Wszystko przed demontażem było suche od góry (także gniazda, gdzie wchodzi wężyk przelewowy) także to nie stąd. Teraz myślę, że to może polało się z przewodów wysokiego ciśnienia (tych stalowych) jak je odkręciłem? tylko trochę to podejrzane bo wtryski były równomiernie mokre na całym obwodzie i wyglądało to tak jakby ta ropa była już tam wcześniej...

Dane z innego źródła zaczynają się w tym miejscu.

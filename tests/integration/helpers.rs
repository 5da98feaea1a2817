//! Shared test helpers for integration tests.

#![allow(dead_code)]

use std::sync::Arc;

use axum::Router;
use axum::body::Body;
use axum::http::{Request, StatusCode};
use serde_json::Value;
use tower::ServiceExt;

use rfs_core::config::AppConfig;
use rfs_database::MemoryItemStore;

/// Test application context
pub struct TestApp {
    /// The Axum router for making test requests
    pub router: Router,
}

impl TestApp {
    /// Create a new test application on a fresh in-memory store
    pub fn new() -> Self {
        let state = rfs_api::AppState::new(AppConfig::default(), Arc::new(MemoryItemStore::new()));
        Self {
            router: rfs_api::build_router(state),
        }
    }

    /// Make an HTTP request to the test app
    pub async fn request(&self, method: &str, path: &str, body: Option<Value>) -> TestResponse {
        let body_str = body
            .map(|b| serde_json::to_string(&b).expect("Failed to serialize body"))
            .unwrap_or_default();

        let req = Request::builder()
            .method(method)
            .uri(path)
            .header("Content-Type", "application/json")
            .body(Body::from(body_str))
            .expect("Failed to build request");

        let response = self
            .router
            .clone()
            .oneshot(req)
            .await
            .expect("Failed to send request");

        let status = response.status();
        let body_bytes = axum::body::to_bytes(response.into_body(), 1024 * 1024)
            .await
            .expect("Failed to read body");

        let body: Value = serde_json::from_slice(&body_bytes).unwrap_or(Value::Null);

        TestResponse { status, body }
    }

    /// Id of the root folder
    pub async fn root_id(&self) -> i64 {
        let response = self.request("GET", "/api/folders/root", None).await;
        assert_eq!(response.status, StatusCode::OK);
        response.body["data"]["id"]
            .as_i64()
            .expect("No id in root response")
    }

    /// Create a folder and return its id
    pub async fn create_folder(&self, name: &str, parent_id: i64) -> i64 {
        let response = self
            .request(
                "POST",
                "/api/folders",
                Some(serde_json::json!({ "name": name, "parent_id": parent_id })),
            )
            .await;
        assert_eq!(response.status, StatusCode::CREATED, "{:?}", response.body);
        response.body["data"]["id"]
            .as_i64()
            .expect("No id in create folder response")
    }

    /// Create a file and return its id
    pub async fn create_file(&self, name: &str, parent_id: i64) -> i64 {
        let response = self
            .request(
                "POST",
                "/api/files",
                Some(serde_json::json!({
                    "name": name,
                    "path": format!("/blobs/{name}"),
                    "parent_id": parent_id,
                })),
            )
            .await;
        assert_eq!(response.status, StatusCode::CREATED, "{:?}", response.body);
        response.body["data"]["id"]
            .as_i64()
            .expect("No id in create file response")
    }
}

/// Response from a test request
#[derive(Debug)]
pub struct TestResponse {
    /// HTTP status code
    pub status: StatusCode,
    /// Parsed JSON body
    pub body: Value,
}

Problem nagaru rozwiązał się sam - wymieniam uszczelkę pokrywy zaworów i po ściągnięciu pokrywy mam teraz te zabrudzone kanały na zewnątrz i mogę je wyczyścić (chodzi o te okrągłe kanały). Tam dalej w pokrywie głowicy jest praktycznie czysto i nie ma sensu tego ruszać. Zostały jeszcze te "prostokątne" kanały w pokrywie głowicy, ale one nie są aż tak zabrudzone jak te okrągłe i je zostawię tak jak są, bo za duże ryzyko tam skrobać.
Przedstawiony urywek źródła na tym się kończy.